Nalwa Harjit Singh, Barwal Tushar Singh, Chugh Parul, Singh Neha, Jain Neeraj, Duggal Lalit, Ganguly N K, Chaturvedi Ved, Mittal Shivani Arora
Department of Biotechnology and Research, Sir Ganga Ram Hospital, New Delhi, 110060, India.
Department of Rheumatology and Clinical Immunology, Sir Ganga Ram Hospital, New Delhi, 110060, India.
BMC Rheumatol. 2025 Jul 21;9(1):89. doi: 10.1186/s41927-025-00466-2.

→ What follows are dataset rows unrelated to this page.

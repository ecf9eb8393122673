use std::time::Duration;

use framebridge_viewport::{DEFAULT_VISIBILITY_THRESHOLD, LOCKED_VIEWPORT_CONTENT};

/// When the storage snapshot is pushed to the child frame.
#[derive(Debug, Clone, Copy, PartialEq, Eq, Default)]
pub enum StoragePushPolicy {
    /// On every connection acknowledgement from the child, including
    /// redundant ones after the link is ready.
    #[default]
    EveryAck,
    /// Only on the first acknowledgement.
    FirstAckOnly,
}

/// Configuration for a bridge endpoint.
#[derive(Debug, Clone)]
pub struct BridgeConfig {
    /// How long an awaited remote call waits for its result.
    pub return_timeout: Duration,
    /// When the storage snapshot is pushed to the child.
    pub storage_push: StoragePushPolicy,
    /// Keys under this prefix hold opaque strings and skip JSON encoding.
    pub reserved_storage_prefix: String,
    /// Viewport meta content applied while a takeover is active.
    pub viewport_lock_content: String,
    /// Visible fraction at which visibility crossings are reported.
    pub visibility_threshold: f64,
}

impl Default for BridgeConfig {
    fn default() -> Self {
        Self {
            return_timeout: Duration::from_millis(240),
            storage_push: StoragePushPolicy::default(),
            reserved_storage_prefix: "token:".to_string(),
            viewport_lock_content: LOCKED_VIEWPORT_CONTENT.to_string(),
            visibility_threshold: DEFAULT_VISIBILITY_THRESHOLD,
        }
    }
}

#[cfg(test)]
mod tests {
    use super::*;

    #[test]
    fn defaults() {
        let config = BridgeConfig::default();
        assert_eq!(config.return_timeout, Duration::from_millis(240));
        assert_eq!(config.storage_push, StoragePushPolicy::EveryAck);
        assert_eq!(config.visibility_threshold, 0.5);
        assert!(config.viewport_lock_content.contains("maximum-scale=1"));
    }
}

Methotrexate (MTX) is the most commonly used disease-modifying antirheumatic drug (DMARD) for treating rheumatoid arthritis (RA). However, MTX use is associated with gastrointestinal adverse effects in a number of patients. Early detection of MTX intolerance could help modify the treatment strategy, thereby ensuring patient compliance and response. In the present study we aimed to identify the prevalence of MTX intolerance, and associated risk factors in a cohort of Indian RA patients receiving oral MTX therapy.
In this cross- sectional study, RA patients who were in regular use of oral or subcutaneous MTX for a minimum duration of three months were included. The participants were evaluated based on their responses to the methotrexate intolerance severity score (MISS) questionnaire. Patients with a MISS score ≥ 6 were considered MTX intolerant. Demographic data encompassing the patient's age, sex, diet, MTX dosage, duration of use, route of administration, other medication, and disease activity assessed using the DAS-28 CRP was collected using a standardized patient history sheet.
Out of 200 adult RA patients, 86% were females with an average age of 49.25 ± 11.89 years, and the average duration of MTX use was 46.16 ± 53.40 months. A high prevalence of MTX intolerance (34.5%) was observed in RA patients. Nausea (85.5%) followed by abdominal discomfort (59.42%) were the most prevalent symptoms in intolerant patients. Furthermore, using multivariate analysis, we observed a positive association of MTX intolerance with female gender, disease severity, and MTX dose.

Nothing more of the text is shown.